Dave Markson looked up at the sky with a cloudy sort of gloom which the sky did not hold. Nature seemed to disagree with Markson in the most literal of ways when she did disagree at all. Dave frowned upon the birds. They responded by soaring higher into the blue and gave a laugh as hollow as their bones.

Markson's large fields are golden seas surrounded by wide stretches of green. Each stalk quaked in the breeze awaiting the mechanical reaper's sickle. Soon the wheat will be stacked in picture perfect sheaves. Soon, but not until Markson had one last pleasant stroll among the fearful shafts, and that would be at least one more week away.

Today Markson will work on his private garden that stocked his pantry. None of these vegetables will see the local farmer's market but, instead, will go straight to his table and canning preserves.

Swish, swish, swish went Markson's hoe over the soft earth as he cleared the weeds away from the crops. He worked for an hour on this small plot of land keeping his pace. Swish, swish, swish, clank! Markson stopped short, uncertain if he had really heard anything at all. With a shrug he resumed his work. Clank! This time he dropped to his knees and rooted around in the dirt so that he may curse the debris face to face.

Plucked out of the ground, like some foul weed, was a translucent stone that glowed a soft azure with the first shafts of light that struck it. There was no doubt in Markson's mind that this gleaming blue stone was worth more than the whole of his farm [including land value and equipment assets]. This certainly was the single most valuable crop he ever harvested.

Being a man of little words, at least when he talked to himself, Markson could only muster an, "I'll be..." from his lips.
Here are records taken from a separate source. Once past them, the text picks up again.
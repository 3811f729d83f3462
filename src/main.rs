use actix_web::{middleware, web, App, HttpServer};
use anyhow::{anyhow, Context, Result};
use clap::{Parser, Subcommand};
use student_tracker::config::Config;
use student_tracker::database::Database;
use student_tracker::error::AppError;
use student_tracker::logging::init_logging;
use student_tracker::prediction::PredictionService;
use student_tracker::{configure, AppState};

#[derive(Debug, Parser)]
#[command(name = "student_tracker", version, about = "Teacher student tracker with pass/fail prediction")]
struct Cli {
    #[command(subcommand)]
    command: Option<Command>,
}

#[derive(Debug, Subcommand)]
enum Command {
    /// Create the tables, load the classifier and serve HTTP
    Serve {
        /// Address to listen on, overrides BIND_ADDR
        #[arg(long)]
        bind: Option<String>,
    },
    /// Create the database tables if they do not exist
    InitDb,
    /// Create the admin account
    CreateAdmin {
        #[arg(long)]
        username: Option<String>,
        #[arg(long)]
        password: Option<String>,
    },
}

#[actix_web::main]
async fn main() -> Result<()> {
    let cli = Cli::parse();
    let config = Config::from_env().context("invalid configuration")?;
    init_logging(config.log_format).map_err(|err| anyhow!("failed to initialize logging: {err}"))?;

    match cli.command.unwrap_or(Command::Serve { bind: None }) {
        Command::Serve { bind } => serve(config, bind).await,
        Command::InitDb => {
            open_database(&config).await?;
            tracing::info!(url = %config.database_url, "database initialized");
            Ok(())
        }
        Command::CreateAdmin { username, password } => {
            create_admin(&config, username, password).await
        }
    }
}

async fn open_database(config: &Config) -> Result<Database> {
    let db = Database::connect(&config.database_url, config.max_connections)
        .await
        .with_context(|| format!("failed to open database {}", config.database_url))?;
    db.init_schema().await.context("failed to create tables")?;
    Ok(db)
}

async fn serve(config: Config, bind: Option<String>) -> Result<()> {
    let bind_addr = bind.unwrap_or_else(|| config.bind_addr.clone());
    let db = open_database(&config).await?;
    let predictor = PredictionService::from_artifact_path(&config.model_path);
    let state = web::Data::new(AppState::new(db, predictor, &config));

    tracing::info!(
        addr = %bind_addr,
        classifier = state.predictor.classifier_name().unwrap_or("heuristic"),
        "starting server"
    );

    HttpServer::new(move || {
        App::new()
            .app_data(state.clone())
            .wrap(middleware::Logger::default())
            .configure(configure)
    })
    .bind(&bind_addr)
    .with_context(|| format!("failed to bind {bind_addr}"))?
    .run()
    .await
    .context("server stopped with an error")
}

async fn create_admin(
    config: &Config,
    username: Option<String>,
    password: Option<String>,
) -> Result<()> {
    let username = username.unwrap_or_else(|| config.admin_username.clone());
    let password = password.unwrap_or_else(|| config.admin_password.clone());
    if username.trim().is_empty() || password.is_empty() {
        return Err(anyhow!("admin username and password must not be empty"));
    }

    let db = open_database(config).await?;
    let state = AppState::new(db, PredictionService::heuristic_only(), config);
    let hash = state.hasher.hash(&password).await?;

    match state.db.create_admin(username.trim(), &hash).await {
        Ok(admin) => {
            tracing::info!(admin = %admin.username, "admin created");
            Ok(())
        }
        Err(AppError::Conflict(_)) => {
            tracing::info!(admin = %username, "admin already exists, nothing to do");
            Ok(())
        }
        Err(err) => Err(err.into()),
    }
}
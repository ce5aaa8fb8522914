use crate::encode::IndicatorMatrix;
use crate::error::{MotifError, Result};
use crate::types::{LetterDistribution, ALPHABET, ALPHABET_SIZE, PWM, ROW_SUM_TOLERANCE};
use ndarray::{Array1, Array2, ArrayView1, Axis};
use serde::{Deserialize, Serialize};
use std::fmt;

/// Two-component mixture of a motif PWM and a position-independent background.
///
/// The background is stored as a W×4 matrix whose rows are all identical, so
/// that both components are evaluated the same way against an indicator
/// matrix.
#[derive(Debug, Clone, PartialEq, Serialize, Deserialize)]
pub struct MixtureModel {
    /// Prior probability that a sequence comes from the motif component
    pub lambda: f64,
    /// Motif PWM, W×4
    pub motif: PWM,
    /// Background matrix, W×4 with identical rows
    pub background: PWM,
}

impl MixtureModel {
    /// Builds a model from user-supplied parameters, validating every invariant.
    ///
    /// # Errors
    /// * `MotifError::InvalidParameter` if `lambda` is outside [0, 1]
    /// * `MotifError::InvalidPwm` if a matrix is not W×4, has entries outside
    ///   [0, 1], has a row that does not sum to 1, or if the background rows differ
    pub fn new(lambda: f64, motif: PWM, background: PWM) -> Result<Self> {
        validate_lambda(lambda)?;
        validate_pwm(&motif, "motif")?;
        validate_pwm(&background, "background")?;

        if motif.dim() != background.dim() {
            return Err(MotifError::invalid_pwm(format!(
                "motif is {:?} but background is {:?}",
                motif.dim(),
                background.dim()
            )));
        }
        let first = background.row(0);
        for (i, row) in background.outer_iter().enumerate().skip(1) {
            if row
                .iter()
                .zip(first.iter())
                .any(|(a, b)| (a - b).abs() > ROW_SUM_TOLERANCE)
            {
                return Err(MotifError::invalid_pwm(format!(
                    "background row {} differs from row 0",
                    i
                )));
            }
        }

        Ok(Self {
            lambda,
            motif,
            background,
        })
    }

    /// Builds a model with a uniform background (every letter 0.25 at every position)
    pub fn with_uniform_background(lambda: f64, motif: PWM) -> Result<Self> {
        let width = motif.nrows();
        Self::new(lambda, motif, uniform_background(width))
    }

    /// Assembles a model from estimator output without re-validating.
    ///
    /// Online updates leave motif rows only approximately normalized, so the
    /// strict checks of [`MixtureModel::new`] do not apply here.
    pub(crate) fn from_parts(lambda: f64, motif: PWM, background: PWM) -> Self {
        Self {
            lambda,
            motif,
            background,
        }
    }

    /// Motif width W
    pub fn width(&self) -> usize {
        self.motif.nrows()
    }

    /// The single background distribution replicated in every background row
    pub fn background_distribution(&self) -> LetterDistribution {
        self.background.row(0).to_owned()
    }

    /// The motif PWM with each row divided by its own sum.
    ///
    /// Rows summing to zero are replaced by the uniform distribution.
    pub fn normalized_motif(&self) -> PWM {
        let mut pwm = self.motif.clone();
        for mut row in pwm.outer_iter_mut() {
            let total = row.sum();
            if total > 0.0 {
                row.mapv_inplace(|p| p / total);
            } else {
                row.fill(1.0 / ALPHABET_SIZE as f64);
            }
        }
        pwm
    }

    /// P(X | motif) for an encoded sequence
    pub fn motif_likelihood(&self, indicator: &IndicatorMatrix) -> Result<f64> {
        motif_likelihood(indicator, &self.motif)
    }

    /// P(X | background) for an encoded sequence
    pub fn background_likelihood(&self, indicator: &IndicatorMatrix) -> Result<f64> {
        background_likelihood(indicator, &self.background)
    }
}

impl fmt::Display for MixtureModel {
    fn fmt(&self, f: &mut fmt::Formatter<'_>) -> fmt::Result {
        writeln!(f, "lambda: {:.6}", self.lambda)?;
        writeln!(f, "motif:")?;
        write_matrix(f, &self.motif)?;
        writeln!(f, "background:")?;
        write_matrix(f, &self.background)
    }
}

fn write_matrix(f: &mut fmt::Formatter<'_>, matrix: &Array2<f64>) -> fmt::Result {
    let header: Vec<String> = ALPHABET.iter().map(|c| format!("{:>9}", c)).collect();
    writeln!(f, "     {}", header.join(""))?;
    for (i, row) in matrix.outer_iter().enumerate() {
        let cells: Vec<String> = row.iter().map(|p| format!("{:>9.5}", p)).collect();
        writeln!(f, "{:>4} {}", i + 1, cells.join(""))?;
    }
    Ok(())
}

/// Uniform background matrix of the given width
pub fn uniform_background(width: usize) -> PWM {
    Array2::from_elem((width, ALPHABET_SIZE), 1.0 / ALPHABET_SIZE as f64)
}

/// Replicates a single letter distribution across `width` rows
pub fn background_matrix(distribution: ArrayView1<f64>, width: usize) -> PWM {
    Array2::from_shape_fn((width, distribution.len()), |(_, j)| distribution[j])
}

/// Log-probability of the encoded sequence under a probability matrix.
///
/// Sums the log of the one entry the indicator selects in each row. Returns
/// `f64::NEG_INFINITY` as soon as a selected probability is zero.
///
/// # Errors
/// * `MotifError::InvalidInput` if the matrix is not W×4 for the indicator's width W
pub fn log_likelihood(indicator: &IndicatorMatrix, pwm: &PWM) -> Result<f64> {
    if pwm.dim() != (indicator.width(), ALPHABET_SIZE) {
        return Err(MotifError::InvalidInput(format!(
            "sequence of width {} cannot be scored against a {:?} matrix",
            indicator.width(),
            pwm.dim()
        )));
    }
    Ok(indicator
        .columns()
        .iter()
        .zip(pwm.outer_iter())
        .map(|(&col, row)| row[col].ln())
        .sum())
}

/// P(X | θ_motif): product over positions of the probability of the observed letter
pub fn motif_likelihood(indicator: &IndicatorMatrix, motif: &PWM) -> Result<f64> {
    Ok(log_likelihood(indicator, motif)?.exp())
}

/// P(X | θ_background): same computation against the background matrix
pub fn background_likelihood(indicator: &IndicatorMatrix, background: &PWM) -> Result<f64> {
    Ok(log_likelihood(indicator, background)?.exp())
}

/// Collapses W×4 expected counts into one normalized letter distribution.
///
/// Returns `None` when the counts carry no mass.
pub fn collapse_counts(counts: &Array2<f64>) -> Option<Array1<f64>> {
    let column_sums = counts.sum_axis(Axis(0));
    let total = column_sums.sum();
    if total > 0.0 && total.is_finite() {
        Some(column_sums / total)
    } else {
        None
    }
}

pub(crate) fn validate_lambda(lambda: f64) -> Result<()> {
    if !(0.0..=1.0).contains(&lambda) {
        return Err(MotifError::invalid_parameter(
            "lambda",
            lambda,
            "must lie in [0, 1]",
        ));
    }
    Ok(())
}

/// Checks that a matrix is W×4 with rows that are probability distributions
pub fn validate_pwm(pwm: &PWM, name: &str) -> Result<()> {
    if pwm.nrows() == 0 || pwm.ncols() != ALPHABET_SIZE {
        return Err(MotifError::invalid_pwm(format!(
            "{} must be W×{} with W > 0, got {:?}",
            name,
            ALPHABET_SIZE,
            pwm.dim()
        )));
    }
    for (i, row) in pwm.outer_iter().enumerate() {
        if row.iter().any(|p| !(0.0..=1.0).contains(p)) {
            return Err(MotifError::invalid_pwm(format!(
                "{} row {} has entries outside [0, 1]",
                name, i
            )));
        }
        let total = row.sum();
        if (total - 1.0).abs() > ROW_SUM_TOLERANCE {
            return Err(MotifError::invalid_pwm(format!(
                "{} row {} sums to {} instead of 1",
                name, i, total
            )));
        }
    }
    Ok(())
}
He began rolling the cool stone between his hands while contemplating what to do with this new find. After rolling the thought around in his mind as tentatively as the stone in his hands, Markson came to the conclusion that it would be best to simply keep the curious object and tell no one, not that he had anyone to tell. It would be exceedingly difficult to sell the stone and who would believe his story? After all, how many times had he rotated the garden into this very spot over the years and never discovered the oddity?

When evening came Markson nestled his new jewel upon his deceased wife's old oversized pin cushion and placed it on a little table near the house plants which she had, in life, insisted upon. He rested his own head on a pillow embroidered by his late wife and dreamed about the stone all night. The dreams were vivid and frightening but Markson could only recall a woman weeping bitterly over her lost child.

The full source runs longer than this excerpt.